IL-1β increases norepinephrine level in rat frontal cortex:: involvement of prostanoids, NO, and glutamate

The effects of local administration of interleukin-1 beta (IL-1 beta) were studied by using an intracerebral microdialysis technique in rats. A local injection of IL-1 beta (3 and 10 ng) induced an elevation of norepinephrine (NE) concentration in the medial prefrontal cortex (mPFC). IL-1-receptor antagonist (800 ng) completely blocked the IL-1 beta-induced NE increase.
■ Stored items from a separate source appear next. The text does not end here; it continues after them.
#![allow(dead_code)]

use std::collections::BTreeMap;
use std::fs;
use std::path::{Path, PathBuf};

use assert_cmd::Command;
use contract_summaries::SummaryConfig;
use tempfile::TempDir;

pub const SPENDING_HEADER: &str = "owner_org,vendor_normalized,category,it_subcategory,fiscal_year_short,daily_contract_value,daily_contract_value_constant";

/// The two-row scenario: Vendor A, org X, category P, 2021 and 2022.
pub const TWO_ROWS: &[&str] = &[
    "X,Vendor A,P,,2021,100,90",
    "X,Vendor A,P,,2022,200,180",
];

pub struct TestEnv {
    _tmp: TempDir,
    pub root: PathBuf,
    pub config_path: PathBuf,
    pub output: PathBuf,
}

impl TestEnv {
    pub fn new(rows: &[&str]) -> Self {
        Self::with_orgs(rows, &["X,True,False", "D,False,True"])
    }

    pub fn with_orgs(rows: &[&str], orgs: &[&str]) -> Self {
        let tmp = TempDir::new().expect("create temp dir");
        let root = tmp.path().to_path_buf();

        let mut spending = String::from(SPENDING_HEADER);
        for row in rows {
            spending.push('\n');
            spending.push_str(row);
        }
        spending.push('\n');
        fs::write(root.join("spending.csv"), spending).expect("write spending");

        let mut owner_orgs = String::from("owner_org,is_core,is_dnd");
        for org in orgs {
            owner_orgs.push('\n');
            owner_orgs.push_str(org);
        }
        owner_orgs.push('\n');
        fs::write(root.join("owner_orgs.csv"), owner_orgs).expect("write owner orgs");

        let output = root.join("out");
        let config_path = root.join("contract-summaries.toml");
        fs::write(
            &config_path,
            format!(
                "[paths]\n\
                 spending = '{}'\n\
                 owner_orgs = '{}'\n\
                 output = '{}'\n\
                 \n\
                 [coverage]\n\
                 start_fiscal_year = 2021\n\
                 end_fiscal_year = 2022\n\
                 \n\
                 [vendors]\n\
                 annual_threshold = 100.0\n\
                 recent_years = 1\n",
                root.join("spending.csv").display(),
                root.join("owner_orgs.csv").display(),
                output.display(),
            ),
        )
        .expect("write config");

        Self {
            _tmp: tmp,
            root,
            config_path,
            output,
        }
    }

    pub fn config(&self) -> SummaryConfig {
        SummaryConfig::load(&self.config_path).expect("load config")
    }

    pub fn cmd(&self) -> Command {
        let mut cmd = Command::cargo_bin("contract-summaries").expect("binary built");
        cmd.arg("--config").arg(&self.config_path).env_remove("RUST_LOG");
        cmd
    }

    pub fn read(&self, relative: &str) -> String {
        fs::read_to_string(self.output.join(relative))
            .unwrap_or_else(|e| panic!("read {relative}: {e}"))
    }
}

/// Every file under `dir`, keyed by path relative to `dir`.
pub fn snapshot(dir: &Path) -> BTreeMap<PathBuf, Vec<u8>> {
    let mut files = BTreeMap::new();
    collect(dir, dir, &mut files);
    files
}

fn collect(base: &Path, dir: &Path, files: &mut BTreeMap<PathBuf, Vec<u8>>) {
    for entry in fs::read_dir(dir).expect("read dir") {
        let path = entry.expect("dir entry").path();
        if path.is_dir() {
            collect(base, &path, files);
        } else {
            let relative = path.strip_prefix(base).expect("under base").to_path_buf();
            files.insert(relative, fs::read(&path).expect("read file"));
        }
    }
}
Diclofenac, a cyclooxygenase inhibitor (500 mu M), and N-omega-nitro-Larginine, a nitric oxide (NO) synthase inhibitor (100 mu M), applied through the dialysis probe, did not affect the initial rise in NE levels observed 20 min after injection of IL-1 beta but completely suppressed the late phase of IL-1 beta-induced NE increase at 40 min and thereafter. In contrast, local perfusion of 6-cyno-7-nitroquinoxaline-2,3-dione, a non-N-methyl-D-aspartic acid (NMDA) glutamate-receptor antagonist (50 mu M), but not DL-2-amino-5-phosphonovaleric acid, an NMDA-receptor antagonist (100 mu M), blocked both phases of IL-1 beta-induced NE increase. Furthermore, a microinjection of IL-1 beta elevated the extracellular concentration of glutamate in the mPFC. These findings suggest that the IL-1 beta-induced rise in NE levels in the mPFC is caused by activation of the glutamatergic system and the glutamate-induced increases in prostanoids and NO.